START MATERIAL SUPPLIED

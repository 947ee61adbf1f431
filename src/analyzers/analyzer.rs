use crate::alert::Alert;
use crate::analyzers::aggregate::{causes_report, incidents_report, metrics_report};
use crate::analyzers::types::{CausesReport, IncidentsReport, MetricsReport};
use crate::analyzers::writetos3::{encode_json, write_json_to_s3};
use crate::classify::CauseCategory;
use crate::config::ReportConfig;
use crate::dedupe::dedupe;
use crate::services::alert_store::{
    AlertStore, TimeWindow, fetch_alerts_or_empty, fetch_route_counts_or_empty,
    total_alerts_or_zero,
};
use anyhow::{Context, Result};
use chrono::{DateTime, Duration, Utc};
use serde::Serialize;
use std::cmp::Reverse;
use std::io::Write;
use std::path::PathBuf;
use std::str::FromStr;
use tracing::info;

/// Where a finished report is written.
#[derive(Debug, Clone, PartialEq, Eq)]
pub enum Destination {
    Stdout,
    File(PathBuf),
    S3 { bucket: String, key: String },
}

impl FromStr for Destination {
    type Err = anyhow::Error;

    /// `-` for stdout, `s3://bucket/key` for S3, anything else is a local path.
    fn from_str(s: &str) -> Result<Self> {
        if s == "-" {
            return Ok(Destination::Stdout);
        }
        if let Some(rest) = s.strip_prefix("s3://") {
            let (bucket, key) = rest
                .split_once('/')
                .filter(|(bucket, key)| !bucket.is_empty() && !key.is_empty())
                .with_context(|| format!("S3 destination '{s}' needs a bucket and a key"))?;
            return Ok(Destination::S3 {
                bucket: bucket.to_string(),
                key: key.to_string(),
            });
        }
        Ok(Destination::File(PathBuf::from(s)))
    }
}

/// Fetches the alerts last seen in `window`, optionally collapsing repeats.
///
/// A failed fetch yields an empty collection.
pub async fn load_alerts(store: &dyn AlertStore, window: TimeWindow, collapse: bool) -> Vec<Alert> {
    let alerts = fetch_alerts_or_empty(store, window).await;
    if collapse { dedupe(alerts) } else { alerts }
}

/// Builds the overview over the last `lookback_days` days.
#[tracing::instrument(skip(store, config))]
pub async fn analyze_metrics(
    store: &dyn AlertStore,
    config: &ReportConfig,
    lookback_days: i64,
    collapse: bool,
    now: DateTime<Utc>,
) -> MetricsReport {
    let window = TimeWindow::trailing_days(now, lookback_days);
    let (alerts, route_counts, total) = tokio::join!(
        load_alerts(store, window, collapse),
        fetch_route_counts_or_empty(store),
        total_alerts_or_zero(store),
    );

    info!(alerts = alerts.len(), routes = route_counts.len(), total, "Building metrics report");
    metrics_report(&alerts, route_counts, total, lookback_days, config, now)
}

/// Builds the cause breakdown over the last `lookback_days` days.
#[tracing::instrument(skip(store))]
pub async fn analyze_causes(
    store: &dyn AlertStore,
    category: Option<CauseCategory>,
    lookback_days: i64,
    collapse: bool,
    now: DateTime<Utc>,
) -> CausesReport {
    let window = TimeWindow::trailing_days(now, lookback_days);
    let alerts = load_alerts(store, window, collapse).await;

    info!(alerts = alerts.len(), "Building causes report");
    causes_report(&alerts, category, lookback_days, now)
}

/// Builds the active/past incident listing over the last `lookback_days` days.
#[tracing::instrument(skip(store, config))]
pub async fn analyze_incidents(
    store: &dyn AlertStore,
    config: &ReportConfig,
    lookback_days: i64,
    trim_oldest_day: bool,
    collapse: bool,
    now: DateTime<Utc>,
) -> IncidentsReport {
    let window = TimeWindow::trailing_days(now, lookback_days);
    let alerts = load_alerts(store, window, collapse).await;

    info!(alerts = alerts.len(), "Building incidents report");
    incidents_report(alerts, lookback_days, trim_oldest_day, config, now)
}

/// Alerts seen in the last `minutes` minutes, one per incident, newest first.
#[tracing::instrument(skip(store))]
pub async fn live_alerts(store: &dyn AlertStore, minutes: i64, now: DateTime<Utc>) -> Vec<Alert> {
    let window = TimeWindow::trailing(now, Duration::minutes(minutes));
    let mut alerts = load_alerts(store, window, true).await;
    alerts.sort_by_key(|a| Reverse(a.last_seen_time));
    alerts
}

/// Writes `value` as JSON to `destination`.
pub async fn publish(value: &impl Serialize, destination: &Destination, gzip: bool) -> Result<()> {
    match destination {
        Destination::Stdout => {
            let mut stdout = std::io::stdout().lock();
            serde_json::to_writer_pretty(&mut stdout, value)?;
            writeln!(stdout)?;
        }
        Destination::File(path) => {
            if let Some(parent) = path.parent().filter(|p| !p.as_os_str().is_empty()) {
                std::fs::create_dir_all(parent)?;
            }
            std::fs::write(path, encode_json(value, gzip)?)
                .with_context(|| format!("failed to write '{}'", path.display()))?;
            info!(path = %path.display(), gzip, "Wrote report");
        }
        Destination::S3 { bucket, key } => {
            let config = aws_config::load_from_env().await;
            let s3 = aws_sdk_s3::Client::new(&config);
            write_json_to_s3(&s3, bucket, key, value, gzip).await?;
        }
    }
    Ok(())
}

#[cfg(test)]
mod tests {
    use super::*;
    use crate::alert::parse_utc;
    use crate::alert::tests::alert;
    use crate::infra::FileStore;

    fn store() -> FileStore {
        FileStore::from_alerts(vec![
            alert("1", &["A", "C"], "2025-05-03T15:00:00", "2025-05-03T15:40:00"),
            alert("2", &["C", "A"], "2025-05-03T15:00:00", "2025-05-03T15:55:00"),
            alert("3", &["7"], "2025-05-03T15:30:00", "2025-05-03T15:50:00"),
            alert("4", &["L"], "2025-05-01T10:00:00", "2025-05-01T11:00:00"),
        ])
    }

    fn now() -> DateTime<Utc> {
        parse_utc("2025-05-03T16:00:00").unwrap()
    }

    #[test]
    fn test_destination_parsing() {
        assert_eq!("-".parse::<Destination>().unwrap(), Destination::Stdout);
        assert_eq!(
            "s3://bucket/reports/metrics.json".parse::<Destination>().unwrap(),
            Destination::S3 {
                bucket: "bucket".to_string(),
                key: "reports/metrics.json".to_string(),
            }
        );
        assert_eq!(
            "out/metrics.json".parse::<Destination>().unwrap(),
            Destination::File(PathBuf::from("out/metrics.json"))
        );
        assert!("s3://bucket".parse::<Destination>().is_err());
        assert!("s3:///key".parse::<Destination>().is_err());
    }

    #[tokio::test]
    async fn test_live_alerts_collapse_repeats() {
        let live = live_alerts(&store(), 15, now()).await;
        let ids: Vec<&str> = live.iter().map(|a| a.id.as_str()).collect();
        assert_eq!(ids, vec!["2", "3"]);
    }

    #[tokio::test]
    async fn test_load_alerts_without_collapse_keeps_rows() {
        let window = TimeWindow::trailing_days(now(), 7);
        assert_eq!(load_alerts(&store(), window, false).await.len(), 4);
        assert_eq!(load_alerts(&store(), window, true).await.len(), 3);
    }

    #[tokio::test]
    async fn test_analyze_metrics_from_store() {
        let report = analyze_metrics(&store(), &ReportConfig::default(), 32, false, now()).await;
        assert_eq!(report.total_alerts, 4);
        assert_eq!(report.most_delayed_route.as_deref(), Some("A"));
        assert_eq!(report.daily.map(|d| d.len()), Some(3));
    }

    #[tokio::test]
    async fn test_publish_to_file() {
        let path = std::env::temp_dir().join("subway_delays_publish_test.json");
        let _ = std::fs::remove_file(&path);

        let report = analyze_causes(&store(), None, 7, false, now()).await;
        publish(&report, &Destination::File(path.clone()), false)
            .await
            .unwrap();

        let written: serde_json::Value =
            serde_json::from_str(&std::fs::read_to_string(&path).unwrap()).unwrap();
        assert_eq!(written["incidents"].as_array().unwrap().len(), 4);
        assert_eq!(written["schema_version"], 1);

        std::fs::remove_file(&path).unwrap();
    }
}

END MATERIAL SUPPLIED
START MATERIAL SUPPLIED

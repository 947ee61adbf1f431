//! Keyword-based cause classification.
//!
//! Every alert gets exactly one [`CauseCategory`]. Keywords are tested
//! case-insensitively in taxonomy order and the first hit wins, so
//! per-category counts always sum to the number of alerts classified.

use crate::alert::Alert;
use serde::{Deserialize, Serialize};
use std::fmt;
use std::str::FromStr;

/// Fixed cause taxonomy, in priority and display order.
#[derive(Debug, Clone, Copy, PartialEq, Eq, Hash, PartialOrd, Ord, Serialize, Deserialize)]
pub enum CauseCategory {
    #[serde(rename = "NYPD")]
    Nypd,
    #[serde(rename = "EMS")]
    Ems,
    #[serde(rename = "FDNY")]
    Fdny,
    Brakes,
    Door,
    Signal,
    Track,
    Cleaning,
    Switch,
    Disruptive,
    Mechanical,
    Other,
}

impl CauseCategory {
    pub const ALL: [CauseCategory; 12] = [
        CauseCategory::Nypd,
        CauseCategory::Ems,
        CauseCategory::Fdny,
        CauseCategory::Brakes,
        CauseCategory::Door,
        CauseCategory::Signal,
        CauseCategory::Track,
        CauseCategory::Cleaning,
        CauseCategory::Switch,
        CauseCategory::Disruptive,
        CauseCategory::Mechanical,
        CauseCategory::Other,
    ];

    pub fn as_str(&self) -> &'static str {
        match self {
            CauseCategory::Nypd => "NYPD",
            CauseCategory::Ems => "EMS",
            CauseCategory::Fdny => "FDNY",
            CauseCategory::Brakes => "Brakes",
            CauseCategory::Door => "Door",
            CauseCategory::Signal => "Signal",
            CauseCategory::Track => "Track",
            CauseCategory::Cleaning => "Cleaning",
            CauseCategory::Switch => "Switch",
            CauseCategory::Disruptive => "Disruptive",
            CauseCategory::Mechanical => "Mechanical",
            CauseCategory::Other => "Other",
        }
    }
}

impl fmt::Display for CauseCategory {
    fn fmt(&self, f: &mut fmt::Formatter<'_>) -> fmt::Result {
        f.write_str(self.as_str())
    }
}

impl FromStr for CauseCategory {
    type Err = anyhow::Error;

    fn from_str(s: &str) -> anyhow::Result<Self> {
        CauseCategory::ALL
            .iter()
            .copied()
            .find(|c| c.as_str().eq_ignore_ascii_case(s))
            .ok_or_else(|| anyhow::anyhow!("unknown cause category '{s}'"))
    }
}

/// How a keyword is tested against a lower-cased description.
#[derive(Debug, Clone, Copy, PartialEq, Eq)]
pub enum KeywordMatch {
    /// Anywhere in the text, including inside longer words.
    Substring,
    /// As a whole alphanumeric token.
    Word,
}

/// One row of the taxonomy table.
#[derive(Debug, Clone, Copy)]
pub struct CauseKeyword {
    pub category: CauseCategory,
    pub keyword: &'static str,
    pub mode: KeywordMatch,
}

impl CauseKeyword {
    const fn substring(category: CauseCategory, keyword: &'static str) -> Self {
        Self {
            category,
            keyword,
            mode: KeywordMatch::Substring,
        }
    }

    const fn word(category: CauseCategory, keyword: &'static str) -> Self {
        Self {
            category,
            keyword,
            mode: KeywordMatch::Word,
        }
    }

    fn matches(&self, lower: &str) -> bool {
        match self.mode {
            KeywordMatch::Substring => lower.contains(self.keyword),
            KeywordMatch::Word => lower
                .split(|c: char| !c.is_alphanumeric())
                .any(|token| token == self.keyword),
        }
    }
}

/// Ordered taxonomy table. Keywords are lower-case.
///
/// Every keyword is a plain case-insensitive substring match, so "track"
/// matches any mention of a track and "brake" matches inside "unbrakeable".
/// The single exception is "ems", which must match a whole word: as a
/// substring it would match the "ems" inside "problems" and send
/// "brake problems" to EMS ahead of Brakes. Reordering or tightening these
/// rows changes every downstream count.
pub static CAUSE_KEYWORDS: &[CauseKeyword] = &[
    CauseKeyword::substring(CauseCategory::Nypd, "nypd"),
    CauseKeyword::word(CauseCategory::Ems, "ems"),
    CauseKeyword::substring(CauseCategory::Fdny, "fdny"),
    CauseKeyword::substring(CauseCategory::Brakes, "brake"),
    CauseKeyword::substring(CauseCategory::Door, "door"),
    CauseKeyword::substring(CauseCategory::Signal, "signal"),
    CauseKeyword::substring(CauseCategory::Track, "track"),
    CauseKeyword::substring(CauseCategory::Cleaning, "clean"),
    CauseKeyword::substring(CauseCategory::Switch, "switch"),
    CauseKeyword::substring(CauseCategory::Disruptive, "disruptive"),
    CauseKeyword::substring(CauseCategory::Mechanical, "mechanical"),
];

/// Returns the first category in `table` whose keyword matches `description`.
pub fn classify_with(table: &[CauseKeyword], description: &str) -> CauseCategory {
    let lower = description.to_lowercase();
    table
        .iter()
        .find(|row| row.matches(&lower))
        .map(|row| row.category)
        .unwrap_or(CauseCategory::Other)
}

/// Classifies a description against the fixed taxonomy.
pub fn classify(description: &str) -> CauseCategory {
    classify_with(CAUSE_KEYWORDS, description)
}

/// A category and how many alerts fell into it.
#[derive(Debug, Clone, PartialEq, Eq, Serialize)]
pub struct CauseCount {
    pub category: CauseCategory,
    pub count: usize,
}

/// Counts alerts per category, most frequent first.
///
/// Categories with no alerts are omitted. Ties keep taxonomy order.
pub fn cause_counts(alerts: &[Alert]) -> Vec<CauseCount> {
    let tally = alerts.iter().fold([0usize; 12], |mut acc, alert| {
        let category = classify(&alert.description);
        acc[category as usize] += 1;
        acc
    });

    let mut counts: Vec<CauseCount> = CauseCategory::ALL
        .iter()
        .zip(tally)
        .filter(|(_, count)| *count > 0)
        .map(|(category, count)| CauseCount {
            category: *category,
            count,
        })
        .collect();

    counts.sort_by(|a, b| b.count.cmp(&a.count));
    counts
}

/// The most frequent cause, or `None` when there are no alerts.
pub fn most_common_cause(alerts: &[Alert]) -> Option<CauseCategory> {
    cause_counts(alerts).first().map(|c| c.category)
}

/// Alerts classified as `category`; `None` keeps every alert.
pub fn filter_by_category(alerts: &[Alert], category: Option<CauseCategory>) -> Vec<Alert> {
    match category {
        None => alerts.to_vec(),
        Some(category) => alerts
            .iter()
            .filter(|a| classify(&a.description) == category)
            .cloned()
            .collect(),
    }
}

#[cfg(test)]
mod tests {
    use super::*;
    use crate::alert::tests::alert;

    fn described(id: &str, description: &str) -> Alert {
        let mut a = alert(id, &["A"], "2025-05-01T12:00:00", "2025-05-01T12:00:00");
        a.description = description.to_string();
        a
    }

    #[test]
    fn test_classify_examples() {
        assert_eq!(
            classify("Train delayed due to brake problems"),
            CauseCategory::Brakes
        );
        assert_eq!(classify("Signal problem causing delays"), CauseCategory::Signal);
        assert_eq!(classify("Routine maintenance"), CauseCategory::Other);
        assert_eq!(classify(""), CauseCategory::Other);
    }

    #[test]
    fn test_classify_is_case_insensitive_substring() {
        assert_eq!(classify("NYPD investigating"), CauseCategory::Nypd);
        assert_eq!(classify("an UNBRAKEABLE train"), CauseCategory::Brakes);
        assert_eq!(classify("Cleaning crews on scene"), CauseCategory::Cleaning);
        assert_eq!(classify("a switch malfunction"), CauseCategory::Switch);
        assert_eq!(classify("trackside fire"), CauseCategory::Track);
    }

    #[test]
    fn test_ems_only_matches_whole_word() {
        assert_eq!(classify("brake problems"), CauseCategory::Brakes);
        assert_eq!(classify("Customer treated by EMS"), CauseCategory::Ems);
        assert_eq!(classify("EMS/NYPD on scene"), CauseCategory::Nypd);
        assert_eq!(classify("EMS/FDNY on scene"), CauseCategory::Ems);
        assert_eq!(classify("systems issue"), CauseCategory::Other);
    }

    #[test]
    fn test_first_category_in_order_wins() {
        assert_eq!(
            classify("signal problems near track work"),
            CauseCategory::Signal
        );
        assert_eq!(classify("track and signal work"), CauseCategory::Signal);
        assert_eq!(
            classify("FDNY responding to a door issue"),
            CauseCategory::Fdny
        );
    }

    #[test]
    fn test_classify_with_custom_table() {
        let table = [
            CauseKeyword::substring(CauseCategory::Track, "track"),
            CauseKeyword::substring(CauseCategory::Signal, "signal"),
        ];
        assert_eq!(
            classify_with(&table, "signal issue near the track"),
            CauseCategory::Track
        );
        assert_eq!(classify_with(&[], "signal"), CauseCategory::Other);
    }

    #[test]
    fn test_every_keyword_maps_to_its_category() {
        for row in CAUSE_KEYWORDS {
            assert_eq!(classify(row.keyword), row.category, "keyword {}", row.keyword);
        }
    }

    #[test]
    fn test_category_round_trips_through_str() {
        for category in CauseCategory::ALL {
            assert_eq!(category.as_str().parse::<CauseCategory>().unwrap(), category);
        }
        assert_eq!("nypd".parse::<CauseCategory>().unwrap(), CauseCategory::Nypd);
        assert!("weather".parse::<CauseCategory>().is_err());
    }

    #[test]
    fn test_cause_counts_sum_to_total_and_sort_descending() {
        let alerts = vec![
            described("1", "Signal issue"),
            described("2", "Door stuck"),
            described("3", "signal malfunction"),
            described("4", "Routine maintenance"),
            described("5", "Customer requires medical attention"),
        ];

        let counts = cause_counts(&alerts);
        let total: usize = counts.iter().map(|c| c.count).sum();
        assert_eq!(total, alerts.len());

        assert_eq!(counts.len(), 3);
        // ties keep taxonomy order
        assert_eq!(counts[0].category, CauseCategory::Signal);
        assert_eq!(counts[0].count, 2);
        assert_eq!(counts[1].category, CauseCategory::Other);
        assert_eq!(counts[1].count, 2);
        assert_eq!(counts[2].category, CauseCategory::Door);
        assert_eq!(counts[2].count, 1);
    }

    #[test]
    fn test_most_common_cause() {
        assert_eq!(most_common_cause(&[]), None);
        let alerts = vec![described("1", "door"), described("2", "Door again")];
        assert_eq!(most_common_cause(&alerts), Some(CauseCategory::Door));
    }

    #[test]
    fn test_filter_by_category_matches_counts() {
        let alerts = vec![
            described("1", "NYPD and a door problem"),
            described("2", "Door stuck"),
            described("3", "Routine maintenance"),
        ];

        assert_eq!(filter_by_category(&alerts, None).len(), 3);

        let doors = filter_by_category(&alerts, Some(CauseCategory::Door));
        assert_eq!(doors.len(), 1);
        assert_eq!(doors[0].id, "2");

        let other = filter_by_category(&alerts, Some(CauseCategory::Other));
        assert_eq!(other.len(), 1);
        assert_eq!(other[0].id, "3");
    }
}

END MATERIAL SUPPLIED

YOUR GOAL> With "CauseCount" as the string to find, copy every line of the records that holds it.

FINAL ANSWER>
pub struct CauseCount {
pub fn cause_counts(alerts: &[Alert]) -> Vec<CauseCount> {
    let mut counts: Vec<CauseCount> = CauseCategory::ALL
        .map(|(category, count)| CauseCount {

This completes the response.